**What you need to do**
Among the entries below, find the lines with "about" and copy them.

**Records for this task**
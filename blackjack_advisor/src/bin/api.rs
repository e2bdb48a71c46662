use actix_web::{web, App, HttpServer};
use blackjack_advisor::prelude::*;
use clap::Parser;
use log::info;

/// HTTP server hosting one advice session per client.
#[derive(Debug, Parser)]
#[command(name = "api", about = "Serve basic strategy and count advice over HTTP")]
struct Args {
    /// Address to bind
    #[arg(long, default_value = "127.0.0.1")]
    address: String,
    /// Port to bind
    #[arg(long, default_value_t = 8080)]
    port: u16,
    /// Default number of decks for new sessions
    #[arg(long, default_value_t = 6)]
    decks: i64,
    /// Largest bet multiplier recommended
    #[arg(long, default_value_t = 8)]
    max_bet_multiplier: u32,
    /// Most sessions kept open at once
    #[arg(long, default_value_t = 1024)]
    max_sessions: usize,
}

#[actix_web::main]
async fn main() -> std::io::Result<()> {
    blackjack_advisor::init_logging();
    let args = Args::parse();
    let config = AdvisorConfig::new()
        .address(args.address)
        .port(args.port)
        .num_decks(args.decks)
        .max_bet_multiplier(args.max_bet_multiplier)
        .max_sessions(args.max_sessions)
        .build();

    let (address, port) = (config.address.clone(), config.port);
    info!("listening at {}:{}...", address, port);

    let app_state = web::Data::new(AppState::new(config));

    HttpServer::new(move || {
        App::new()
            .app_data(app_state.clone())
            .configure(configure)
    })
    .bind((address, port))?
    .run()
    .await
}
* * *
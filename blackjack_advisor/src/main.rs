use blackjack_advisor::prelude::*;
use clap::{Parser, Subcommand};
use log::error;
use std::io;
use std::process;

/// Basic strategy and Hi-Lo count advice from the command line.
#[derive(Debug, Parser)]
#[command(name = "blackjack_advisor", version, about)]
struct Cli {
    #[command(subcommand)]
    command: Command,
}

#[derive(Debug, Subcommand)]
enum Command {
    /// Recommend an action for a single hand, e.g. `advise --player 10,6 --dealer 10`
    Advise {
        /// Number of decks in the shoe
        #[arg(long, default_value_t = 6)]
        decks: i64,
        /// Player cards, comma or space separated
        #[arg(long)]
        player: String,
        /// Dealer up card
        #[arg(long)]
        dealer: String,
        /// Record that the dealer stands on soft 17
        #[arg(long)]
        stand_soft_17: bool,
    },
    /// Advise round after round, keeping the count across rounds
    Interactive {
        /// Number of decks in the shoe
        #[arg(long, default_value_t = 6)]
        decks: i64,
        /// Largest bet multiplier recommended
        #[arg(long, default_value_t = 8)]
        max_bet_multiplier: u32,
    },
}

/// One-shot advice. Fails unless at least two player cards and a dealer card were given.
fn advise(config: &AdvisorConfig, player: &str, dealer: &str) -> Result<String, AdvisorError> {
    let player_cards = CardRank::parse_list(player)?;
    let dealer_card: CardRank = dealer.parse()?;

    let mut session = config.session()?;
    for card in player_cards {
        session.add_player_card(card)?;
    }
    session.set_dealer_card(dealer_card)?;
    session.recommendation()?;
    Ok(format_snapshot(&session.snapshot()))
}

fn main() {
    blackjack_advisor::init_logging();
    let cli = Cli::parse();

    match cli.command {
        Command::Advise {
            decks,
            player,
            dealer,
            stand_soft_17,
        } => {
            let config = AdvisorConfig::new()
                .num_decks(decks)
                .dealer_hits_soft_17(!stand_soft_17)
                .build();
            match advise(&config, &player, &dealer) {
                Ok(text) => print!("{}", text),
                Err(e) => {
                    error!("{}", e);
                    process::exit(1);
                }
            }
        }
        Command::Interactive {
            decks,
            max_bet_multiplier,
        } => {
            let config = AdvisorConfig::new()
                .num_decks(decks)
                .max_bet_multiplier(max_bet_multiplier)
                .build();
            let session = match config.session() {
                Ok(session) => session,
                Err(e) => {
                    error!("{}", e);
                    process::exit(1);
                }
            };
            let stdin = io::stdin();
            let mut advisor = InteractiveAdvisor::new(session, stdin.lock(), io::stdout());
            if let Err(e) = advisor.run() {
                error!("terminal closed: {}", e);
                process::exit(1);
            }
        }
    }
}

**Task output**
#[command(name = "api", about = "Serve basic strategy and count advice over HTTP")]
#[command(name = "blackjack_advisor", version, about)]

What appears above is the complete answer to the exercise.